MATERIAL FOR THIS TASK:
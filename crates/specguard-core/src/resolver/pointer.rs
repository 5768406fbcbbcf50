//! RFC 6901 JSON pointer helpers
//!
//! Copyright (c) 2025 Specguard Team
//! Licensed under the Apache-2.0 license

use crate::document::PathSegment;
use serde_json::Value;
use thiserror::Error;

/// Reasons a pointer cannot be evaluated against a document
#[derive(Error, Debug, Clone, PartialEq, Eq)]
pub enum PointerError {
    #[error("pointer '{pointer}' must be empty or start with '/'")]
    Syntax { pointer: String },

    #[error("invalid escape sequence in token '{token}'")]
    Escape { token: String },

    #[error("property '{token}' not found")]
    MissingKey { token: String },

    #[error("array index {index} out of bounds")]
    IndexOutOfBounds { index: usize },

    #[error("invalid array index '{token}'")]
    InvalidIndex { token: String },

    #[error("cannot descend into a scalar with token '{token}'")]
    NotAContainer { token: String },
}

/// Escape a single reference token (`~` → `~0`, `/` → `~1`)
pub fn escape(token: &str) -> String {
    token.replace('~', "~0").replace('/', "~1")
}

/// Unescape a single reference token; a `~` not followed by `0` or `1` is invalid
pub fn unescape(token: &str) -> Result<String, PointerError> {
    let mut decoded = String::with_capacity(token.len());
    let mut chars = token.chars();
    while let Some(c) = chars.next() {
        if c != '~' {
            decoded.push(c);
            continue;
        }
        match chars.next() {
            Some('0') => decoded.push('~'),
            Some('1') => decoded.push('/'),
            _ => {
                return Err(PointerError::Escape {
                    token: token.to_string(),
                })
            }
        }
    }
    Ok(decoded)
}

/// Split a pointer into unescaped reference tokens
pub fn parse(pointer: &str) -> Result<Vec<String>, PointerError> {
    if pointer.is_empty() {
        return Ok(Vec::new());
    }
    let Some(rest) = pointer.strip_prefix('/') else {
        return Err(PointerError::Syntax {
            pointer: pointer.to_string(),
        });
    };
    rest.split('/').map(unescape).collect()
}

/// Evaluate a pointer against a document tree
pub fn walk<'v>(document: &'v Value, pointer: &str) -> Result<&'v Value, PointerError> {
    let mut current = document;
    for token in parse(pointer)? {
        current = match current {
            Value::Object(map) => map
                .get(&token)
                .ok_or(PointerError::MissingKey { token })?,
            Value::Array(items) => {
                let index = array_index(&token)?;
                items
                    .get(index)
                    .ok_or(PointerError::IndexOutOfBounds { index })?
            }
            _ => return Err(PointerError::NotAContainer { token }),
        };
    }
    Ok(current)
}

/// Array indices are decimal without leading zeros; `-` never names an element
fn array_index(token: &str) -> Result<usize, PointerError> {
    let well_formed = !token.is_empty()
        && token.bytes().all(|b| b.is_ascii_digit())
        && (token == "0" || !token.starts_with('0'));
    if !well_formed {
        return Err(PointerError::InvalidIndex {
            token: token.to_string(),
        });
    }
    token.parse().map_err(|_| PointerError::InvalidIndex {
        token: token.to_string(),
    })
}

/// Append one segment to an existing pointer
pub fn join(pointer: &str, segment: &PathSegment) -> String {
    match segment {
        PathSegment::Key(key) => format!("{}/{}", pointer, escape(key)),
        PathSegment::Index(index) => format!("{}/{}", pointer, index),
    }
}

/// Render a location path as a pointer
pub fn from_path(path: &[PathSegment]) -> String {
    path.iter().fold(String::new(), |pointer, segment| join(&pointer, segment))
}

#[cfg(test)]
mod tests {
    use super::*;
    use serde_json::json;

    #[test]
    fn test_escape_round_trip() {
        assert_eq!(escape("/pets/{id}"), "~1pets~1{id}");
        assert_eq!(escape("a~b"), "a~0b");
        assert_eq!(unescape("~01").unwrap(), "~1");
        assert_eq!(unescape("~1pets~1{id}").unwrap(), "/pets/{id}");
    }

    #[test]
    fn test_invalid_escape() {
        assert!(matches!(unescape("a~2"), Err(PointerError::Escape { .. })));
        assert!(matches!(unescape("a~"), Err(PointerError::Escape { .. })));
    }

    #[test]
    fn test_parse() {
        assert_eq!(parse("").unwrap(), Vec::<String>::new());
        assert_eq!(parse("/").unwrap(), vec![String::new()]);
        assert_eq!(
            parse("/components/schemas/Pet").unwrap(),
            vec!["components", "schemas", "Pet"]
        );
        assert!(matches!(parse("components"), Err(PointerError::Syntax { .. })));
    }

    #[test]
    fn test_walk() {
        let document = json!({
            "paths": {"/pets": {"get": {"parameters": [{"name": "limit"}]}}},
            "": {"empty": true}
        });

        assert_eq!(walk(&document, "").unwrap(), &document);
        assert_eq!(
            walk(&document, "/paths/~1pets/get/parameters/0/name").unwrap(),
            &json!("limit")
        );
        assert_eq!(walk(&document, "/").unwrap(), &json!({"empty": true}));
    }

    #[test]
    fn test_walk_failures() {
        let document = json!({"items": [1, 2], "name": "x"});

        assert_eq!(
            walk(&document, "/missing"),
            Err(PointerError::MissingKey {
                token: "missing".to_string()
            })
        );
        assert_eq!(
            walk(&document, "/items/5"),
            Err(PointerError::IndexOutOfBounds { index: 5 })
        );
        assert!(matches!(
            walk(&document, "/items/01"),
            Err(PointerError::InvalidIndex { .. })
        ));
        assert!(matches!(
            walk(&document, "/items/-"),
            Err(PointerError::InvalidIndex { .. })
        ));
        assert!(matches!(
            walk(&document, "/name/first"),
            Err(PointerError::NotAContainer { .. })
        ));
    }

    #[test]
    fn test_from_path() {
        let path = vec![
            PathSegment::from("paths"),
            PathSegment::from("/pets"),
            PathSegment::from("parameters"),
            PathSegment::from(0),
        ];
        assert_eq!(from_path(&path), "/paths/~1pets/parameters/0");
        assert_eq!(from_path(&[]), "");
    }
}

...

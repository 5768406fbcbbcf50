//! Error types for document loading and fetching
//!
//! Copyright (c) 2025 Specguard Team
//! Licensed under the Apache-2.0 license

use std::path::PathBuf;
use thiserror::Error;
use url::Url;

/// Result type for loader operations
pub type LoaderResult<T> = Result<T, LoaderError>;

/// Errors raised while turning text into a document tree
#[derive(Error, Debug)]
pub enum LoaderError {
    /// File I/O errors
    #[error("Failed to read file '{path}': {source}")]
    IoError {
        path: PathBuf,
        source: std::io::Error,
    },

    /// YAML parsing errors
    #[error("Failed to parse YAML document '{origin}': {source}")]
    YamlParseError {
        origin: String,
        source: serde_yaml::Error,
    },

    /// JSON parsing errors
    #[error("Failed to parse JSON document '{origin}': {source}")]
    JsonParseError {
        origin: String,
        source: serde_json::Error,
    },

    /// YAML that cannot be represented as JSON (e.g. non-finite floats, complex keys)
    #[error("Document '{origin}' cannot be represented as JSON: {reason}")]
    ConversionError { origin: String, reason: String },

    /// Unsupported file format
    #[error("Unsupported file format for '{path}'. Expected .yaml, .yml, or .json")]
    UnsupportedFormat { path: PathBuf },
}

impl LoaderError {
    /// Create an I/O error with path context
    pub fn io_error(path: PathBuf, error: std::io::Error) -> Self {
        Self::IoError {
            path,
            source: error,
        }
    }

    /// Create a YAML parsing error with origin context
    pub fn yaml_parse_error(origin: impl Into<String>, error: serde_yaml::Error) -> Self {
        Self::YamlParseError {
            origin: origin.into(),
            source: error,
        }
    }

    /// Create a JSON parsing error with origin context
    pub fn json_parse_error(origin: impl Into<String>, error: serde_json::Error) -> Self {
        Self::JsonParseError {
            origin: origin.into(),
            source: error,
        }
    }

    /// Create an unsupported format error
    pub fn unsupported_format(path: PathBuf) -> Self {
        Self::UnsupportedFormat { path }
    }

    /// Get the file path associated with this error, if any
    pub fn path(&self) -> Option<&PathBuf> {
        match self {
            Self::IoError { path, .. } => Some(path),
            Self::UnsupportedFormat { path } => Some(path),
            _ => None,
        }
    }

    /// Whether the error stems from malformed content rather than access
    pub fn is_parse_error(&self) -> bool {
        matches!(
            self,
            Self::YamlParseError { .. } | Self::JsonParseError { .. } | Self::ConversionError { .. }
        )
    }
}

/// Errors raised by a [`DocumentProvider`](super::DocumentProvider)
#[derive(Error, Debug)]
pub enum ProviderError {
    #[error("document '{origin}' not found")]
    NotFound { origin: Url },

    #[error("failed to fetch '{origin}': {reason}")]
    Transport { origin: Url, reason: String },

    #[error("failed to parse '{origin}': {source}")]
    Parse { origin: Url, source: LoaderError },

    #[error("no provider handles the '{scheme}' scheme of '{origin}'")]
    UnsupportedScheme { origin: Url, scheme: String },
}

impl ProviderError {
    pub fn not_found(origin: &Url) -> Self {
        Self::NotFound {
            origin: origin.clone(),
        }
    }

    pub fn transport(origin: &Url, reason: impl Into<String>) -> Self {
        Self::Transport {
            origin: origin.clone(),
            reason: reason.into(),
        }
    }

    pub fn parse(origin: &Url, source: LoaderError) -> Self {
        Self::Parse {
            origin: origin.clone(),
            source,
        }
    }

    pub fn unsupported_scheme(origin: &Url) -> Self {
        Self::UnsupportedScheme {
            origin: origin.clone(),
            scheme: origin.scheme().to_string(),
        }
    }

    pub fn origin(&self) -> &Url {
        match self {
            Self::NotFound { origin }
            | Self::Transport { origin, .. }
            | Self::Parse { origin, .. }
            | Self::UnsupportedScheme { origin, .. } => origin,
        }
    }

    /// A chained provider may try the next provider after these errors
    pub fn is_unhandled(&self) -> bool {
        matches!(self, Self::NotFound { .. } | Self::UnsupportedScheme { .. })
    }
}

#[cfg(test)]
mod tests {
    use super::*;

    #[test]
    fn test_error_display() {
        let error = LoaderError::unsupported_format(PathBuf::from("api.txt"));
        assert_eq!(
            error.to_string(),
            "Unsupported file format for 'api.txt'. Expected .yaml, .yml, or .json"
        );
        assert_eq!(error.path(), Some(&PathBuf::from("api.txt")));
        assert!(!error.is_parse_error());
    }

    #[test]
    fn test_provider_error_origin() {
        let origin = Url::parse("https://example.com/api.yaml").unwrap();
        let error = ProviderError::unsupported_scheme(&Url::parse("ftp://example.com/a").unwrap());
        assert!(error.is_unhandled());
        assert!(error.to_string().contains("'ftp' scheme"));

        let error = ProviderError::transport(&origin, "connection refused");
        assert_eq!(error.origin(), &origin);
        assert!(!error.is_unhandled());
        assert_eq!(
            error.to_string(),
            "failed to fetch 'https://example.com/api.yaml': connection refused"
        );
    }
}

---

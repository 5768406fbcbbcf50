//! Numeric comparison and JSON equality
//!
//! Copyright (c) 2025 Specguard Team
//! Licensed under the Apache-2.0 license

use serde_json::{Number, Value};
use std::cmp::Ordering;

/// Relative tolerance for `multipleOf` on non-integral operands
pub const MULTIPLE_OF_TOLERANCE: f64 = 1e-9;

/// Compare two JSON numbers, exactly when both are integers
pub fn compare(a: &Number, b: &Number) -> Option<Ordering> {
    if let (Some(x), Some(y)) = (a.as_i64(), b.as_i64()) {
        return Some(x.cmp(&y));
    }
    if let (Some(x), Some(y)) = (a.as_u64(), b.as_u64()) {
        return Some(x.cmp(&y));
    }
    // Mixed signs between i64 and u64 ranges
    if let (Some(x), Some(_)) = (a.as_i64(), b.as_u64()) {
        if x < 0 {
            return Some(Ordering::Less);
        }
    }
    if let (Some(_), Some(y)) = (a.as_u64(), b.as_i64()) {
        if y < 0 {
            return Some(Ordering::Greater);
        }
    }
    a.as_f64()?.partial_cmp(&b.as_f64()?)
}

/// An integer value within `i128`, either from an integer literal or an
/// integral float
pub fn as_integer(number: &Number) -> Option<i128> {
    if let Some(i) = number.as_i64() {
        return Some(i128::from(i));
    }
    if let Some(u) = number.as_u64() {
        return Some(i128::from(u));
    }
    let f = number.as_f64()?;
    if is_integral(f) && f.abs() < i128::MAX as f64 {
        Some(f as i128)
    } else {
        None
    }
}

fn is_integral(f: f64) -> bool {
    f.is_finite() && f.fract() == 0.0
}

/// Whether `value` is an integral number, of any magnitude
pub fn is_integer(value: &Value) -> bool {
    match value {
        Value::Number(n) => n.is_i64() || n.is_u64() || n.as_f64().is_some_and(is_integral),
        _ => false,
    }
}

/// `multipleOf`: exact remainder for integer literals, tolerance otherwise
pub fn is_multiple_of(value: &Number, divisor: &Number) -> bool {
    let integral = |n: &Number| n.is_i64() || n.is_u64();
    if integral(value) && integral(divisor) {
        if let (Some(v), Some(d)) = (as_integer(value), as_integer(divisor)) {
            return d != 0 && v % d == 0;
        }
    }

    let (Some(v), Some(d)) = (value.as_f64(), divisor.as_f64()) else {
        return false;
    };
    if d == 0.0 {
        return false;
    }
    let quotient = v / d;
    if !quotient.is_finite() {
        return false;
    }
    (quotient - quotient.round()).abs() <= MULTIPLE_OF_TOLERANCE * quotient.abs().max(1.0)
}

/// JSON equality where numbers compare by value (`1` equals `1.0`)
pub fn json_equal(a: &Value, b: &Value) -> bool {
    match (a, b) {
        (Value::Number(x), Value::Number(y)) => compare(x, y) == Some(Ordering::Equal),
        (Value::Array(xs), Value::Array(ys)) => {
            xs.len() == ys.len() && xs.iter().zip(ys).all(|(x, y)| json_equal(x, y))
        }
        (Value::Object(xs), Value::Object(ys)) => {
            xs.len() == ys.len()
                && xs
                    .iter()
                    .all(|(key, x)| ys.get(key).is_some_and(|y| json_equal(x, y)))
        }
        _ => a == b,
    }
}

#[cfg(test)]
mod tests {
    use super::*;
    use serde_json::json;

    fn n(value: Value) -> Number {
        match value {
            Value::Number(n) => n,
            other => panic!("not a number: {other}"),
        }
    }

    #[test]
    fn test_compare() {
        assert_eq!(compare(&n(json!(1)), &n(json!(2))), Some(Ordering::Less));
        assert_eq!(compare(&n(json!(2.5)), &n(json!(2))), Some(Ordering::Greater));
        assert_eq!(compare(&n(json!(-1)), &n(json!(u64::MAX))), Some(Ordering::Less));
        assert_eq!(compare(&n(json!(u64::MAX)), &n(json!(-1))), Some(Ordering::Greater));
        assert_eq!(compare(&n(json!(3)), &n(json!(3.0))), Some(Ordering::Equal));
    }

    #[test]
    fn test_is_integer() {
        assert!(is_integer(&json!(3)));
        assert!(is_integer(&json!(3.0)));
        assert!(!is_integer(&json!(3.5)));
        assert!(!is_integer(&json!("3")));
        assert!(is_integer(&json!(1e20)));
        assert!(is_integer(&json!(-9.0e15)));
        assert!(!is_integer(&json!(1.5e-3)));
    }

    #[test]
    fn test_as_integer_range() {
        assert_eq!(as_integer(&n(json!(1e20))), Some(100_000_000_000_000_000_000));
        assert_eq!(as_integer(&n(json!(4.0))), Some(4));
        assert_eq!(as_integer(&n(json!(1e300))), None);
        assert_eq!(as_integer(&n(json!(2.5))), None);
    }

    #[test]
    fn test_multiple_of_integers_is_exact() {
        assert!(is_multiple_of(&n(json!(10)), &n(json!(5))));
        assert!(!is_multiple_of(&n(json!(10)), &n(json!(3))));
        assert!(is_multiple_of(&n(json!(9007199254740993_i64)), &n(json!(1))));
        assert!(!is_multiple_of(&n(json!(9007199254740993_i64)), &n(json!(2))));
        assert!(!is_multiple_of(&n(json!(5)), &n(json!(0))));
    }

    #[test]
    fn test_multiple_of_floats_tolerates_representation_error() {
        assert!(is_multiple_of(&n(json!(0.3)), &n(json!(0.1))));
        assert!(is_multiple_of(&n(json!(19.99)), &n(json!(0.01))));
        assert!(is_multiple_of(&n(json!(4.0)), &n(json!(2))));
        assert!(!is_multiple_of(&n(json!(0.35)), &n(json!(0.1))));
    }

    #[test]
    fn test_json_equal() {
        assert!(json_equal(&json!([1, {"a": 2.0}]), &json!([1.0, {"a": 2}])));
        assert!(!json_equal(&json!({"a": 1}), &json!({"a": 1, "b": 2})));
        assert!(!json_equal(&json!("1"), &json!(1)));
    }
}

ABOUT THIS EXERCISE: Scan the records above for the string "items", then report every line that contains it.

ANSWER AREA:
            Value::Array(items) => {
                items
        let document = json!({"items": [1, 2], "name": "x"});
            walk(&document, "/items/5"),
            walk(&document, "/items/01"),
            walk(&document, "/items/-"),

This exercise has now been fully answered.